Most of these symptoms are mild or moderate and self-limiting, but in some patients they can be severe and/or prolonged. These symptoms usually occur within the first few days after stopping treatment. For this reason, it is recommended to gradually reduce the dose of fluvoxamine before complete discontinuation according to the patient's condition.
Mania/hypomania
Fluvoxamine should be used with caution in patients with a history of mania/hypomania. If the patient develops a manic phase, fluvoxamine should be discontinued.
Impact on the ability to drive vehicles and operate machinery
Fevarin®, administered to healthy volunteers in doses up to 150 mg, had no or negligible effect on the ability to drive a car and control machines. At the same time, there are reports of drowsiness noted during treatment with fluvoxamine. Therefore, caution is recommended until the individual response to the drug is definitively determined.
Scheme for correct withdrawal of fevarin
In order to prevent the development of fevarin withdrawal syndrome, it is necessary to strictly adhere to a specific discontinuation regimen. Its main principle is a gradual reduction in dosage until complete withdrawal of the drug. This allows the cells of the central nervous system to relearn how to function without an additional stimulant, which is fevarin.

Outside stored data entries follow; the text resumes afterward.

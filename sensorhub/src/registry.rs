//! 回调注册表
//!
//! - [`PanicRegistry`]：按优先级槽位保存 panic 恢复回调
//! - [`InitCallRegistry`]：固件首次加载后执行一次的初始化回调，后注册先执行

use alloc::{sync::Arc, vec::Vec};

use log::{error, info};
use spin::Mutex;

use crate::{PanicSlot, SensorHub, err::*};

/// Feature logic re-establishing hub side state after a panic reset.
pub trait PanicHandler: Send + Sync + 'static {
    fn restore(&self, hub: &SensorHub);
}

impl<F> PanicHandler for F
where
    F: Fn(&SensorHub) + Send + Sync + 'static,
{
    fn restore(&self, hub: &SensorHub) {
        self(hub)
    }
}

/// One-time feature bring-up, run once hub firmware is up.
pub trait InitCall: Send + Sync + 'static {
    fn init(&self, hub: &SensorHub) -> Result;
}

impl<F> InitCall for F
where
    F: Fn(&SensorHub) -> Result + Send + Sync + 'static,
{
    fn init(&self, hub: &SensorHub) -> Result {
        self(hub)
    }
}

/// Panic 回调表，每个优先级一个槽位
pub struct PanicRegistry {
    slots: Mutex<[Option<Arc<dyn PanicHandler>>; PanicSlot::COUNT]>,
}

impl PanicRegistry {
    pub fn new() -> Self {
        Self {
            slots: Mutex::new(core::array::from_fn(|_| None)),
        }
    }

    pub fn register(&self, slot: PanicSlot, handler: Arc<dyn PanicHandler>) -> Result {
        let mut slots = self.slots.lock();
        let entry = &mut slots[slot.index()];
        if entry.is_some() {
            error!("{} callback registration failed", slot.name());
            return Err(HubError::SlotOccupied(slot));
        }
        *entry = Some(handler);
        info!("{} callback registered", slot.name());
        Ok(())
    }

    pub fn unregister(&self, slot: PanicSlot) {
        self.slots.lock()[slot.index()] = None;
        info!("{} callback un-registered", slot.name());
    }

    pub fn get(&self, slot: PanicSlot) -> Option<Arc<dyn PanicHandler>> {
        self.slots.lock()[slot.index()].clone()
    }

    pub fn is_registered(&self, slot: PanicSlot) -> bool {
        self.slots.lock()[slot.index()].is_some()
    }

    pub fn clear(&self) {
        for entry in self.slots.lock().iter_mut() {
            *entry = None;
        }
    }
}

impl Default for PanicRegistry {
    fn default() -> Self {
        Self::new()
    }
}

/// 初始化回调栈
///
/// 固件首次加载完成后整体取出执行一次，之后关闭；关闭状态下的注册会被退回，
/// 由调用者立即执行。
pub struct InitCallRegistry {
    inner: Mutex<InitCalls>,
}

#[derive(Default)]
struct InitCalls {
    /// 栈顶在末尾
    calls: Vec<Arc<dyn InitCall>>,
    closed: bool,
}

impl InitCallRegistry {
    pub fn new() -> Self {
        Self {
            inner: Mutex::new(InitCalls::default()),
        }
    }

    /// Push `call` on the stack. Once the stack has been drained the call is
    /// handed back for the caller to run right away.
    #[must_use]
    pub fn register(&self, call: Arc<dyn InitCall>) -> Option<Arc<dyn InitCall>> {
        let mut inner = self.inner.lock();
        if inner.closed {
            return Some(call);
        }
        inner.calls.push(call);
        None
    }

    /// Remove every entry backed by the same object as `call`.
    pub fn unregister(&self, call: &Arc<dyn InitCall>) {
        self.inner.lock().calls.retain(|c| !same_call(c, call));
    }

    pub fn len(&self) -> usize {
        self.inner.lock().calls.len()
    }

    pub fn is_empty(&self) -> bool {
        self.inner.lock().calls.is_empty()
    }

    pub fn is_closed(&self) -> bool {
        self.inner.lock().closed
    }

    /// Take all entries, most recently registered first, and close the stack.
    pub fn take(&self) -> Vec<Arc<dyn InitCall>> {
        let mut inner = self.inner.lock();
        inner.closed = true;
        let mut calls = core::mem::take(&mut inner.calls);
        calls.reverse();
        calls
    }

    /// Accept registrations again, used when the hub is torn down.
    pub fn reopen(&self) {
        self.inner.lock().closed = false;
    }

    /// Run and free every entry, most recently registered first. A failing
    /// entry is logged and the rest still run. Returns the number of
    /// failures.
    pub fn drain(&self, hub: &SensorHub) -> usize {
        let mut failed = 0;
        for call in self.take() {
            if let Err(e) = call.init(hub) {
                error!("init call failed: {e}");
                failed += 1;
            }
        }
        failed
    }
}

impl Default for InitCallRegistry {
    fn default() -> Self {
        Self::new()
    }
}

fn same_call(a: &Arc<dyn InitCall>, b: &Arc<dyn InitCall>) -> bool {
    core::ptr::addr_eq(Arc::as_ptr(a), Arc::as_ptr(b))
}

#[cfg(test)]
mod tests {
    use super::*;

    struct Nop;

    impl PanicHandler for Nop {
        fn restore(&self, _hub: &SensorHub) {}
    }

    impl InitCall for Nop {
        fn init(&self, _hub: &SensorHub) -> Result {
            Ok(())
        }
    }

    #[test]
    fn occupied_slot_is_not_overwritten() {
        let registry = PanicRegistry::new();
        let first: Arc<dyn PanicHandler> = Arc::new(Nop);
        registry
            .register(PanicSlot::AccelRestore, first.clone())
            .unwrap();
        let err = registry
            .register(PanicSlot::AccelRestore, Arc::new(Nop))
            .unwrap_err();
        assert!(matches!(err, HubError::SlotOccupied(PanicSlot::AccelRestore)));

        let kept = registry.get(PanicSlot::AccelRestore).unwrap();
        assert!(core::ptr::addr_eq(Arc::as_ptr(&kept), Arc::as_ptr(&first)));

        registry.unregister(PanicSlot::AccelRestore);
        assert!(!registry.is_registered(PanicSlot::AccelRestore));
        registry
            .register(PanicSlot::AccelRestore, Arc::new(Nop))
            .unwrap();
    }

    #[test]
    fn unregister_is_idempotent() {
        let registry = PanicRegistry::new();
        registry.unregister(PanicSlot::GyroRestore);
        registry.unregister(PanicSlot::GyroRestore);
        assert!(registry.get(PanicSlot::GyroRestore).is_none());
    }

    #[test]
    fn init_calls_come_out_last_first() {
        let registry = InitCallRegistry::new();
        let a: Arc<dyn InitCall> = Arc::new(Nop);
        let b: Arc<dyn InitCall> = Arc::new(Nop);
        let c: Arc<dyn InitCall> = Arc::new(Nop);
        assert!(registry.register(a.clone()).is_none());
        assert!(registry.register(b.clone()).is_none());
        assert!(registry.register(c.clone()).is_none());

        let order = registry.take();
        assert_eq!(order.len(), 3);
        assert!(same_call(&order[0], &c));
        assert!(same_call(&order[1], &b));
        assert!(same_call(&order[2], &a));
        assert!(registry.is_empty());
    }

    #[test]
    fn drained_stack_hands_calls_back() {
        let registry = InitCallRegistry::new();
        assert!(registry.take().is_empty());
        assert!(registry.is_closed());

        let late: Arc<dyn InitCall> = Arc::new(Nop);
        let back = registry.register(late.clone()).unwrap();
        assert!(same_call(&back, &late));
        assert!(registry.is_empty());

        registry.reopen();
        assert!(registry.register(late).is_none());
        assert_eq!(registry.len(), 1);
    }

    #[test]
    fn unregister_removes_every_matching_node() {
        let registry = InitCallRegistry::new();
        let a: Arc<dyn InitCall> = Arc::new(Nop);
        let b: Arc<dyn InitCall> = Arc::new(Nop);
        assert!(registry.register(a.clone()).is_none());
        assert!(registry.register(b.clone()).is_none());
        assert!(registry.register(a.clone()).is_none());

        registry.unregister(&a);
        assert_eq!(registry.len(), 1);
        assert!(same_call(&registry.take()[0], &b));
    }
}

First of all, it is worth remembering that after achieving remission in the treatment of any mental illness, it is necessary to continue taking the drug for preventive purposes. To do this, the dose of fevarin is reduced by 50 mg per week until a dosage of 100 mg per day is reached and thus taken for about six months. After this, you can think about stopping the drug.
Stopping taking fevarin does not last long - one to two weeks. The dose is again reduced by 50 mg, taken for a week or two weeks, after which the drug is completely abandoned. If the above-mentioned complaints occur when discontinuing this regimen, you should consult a doctor.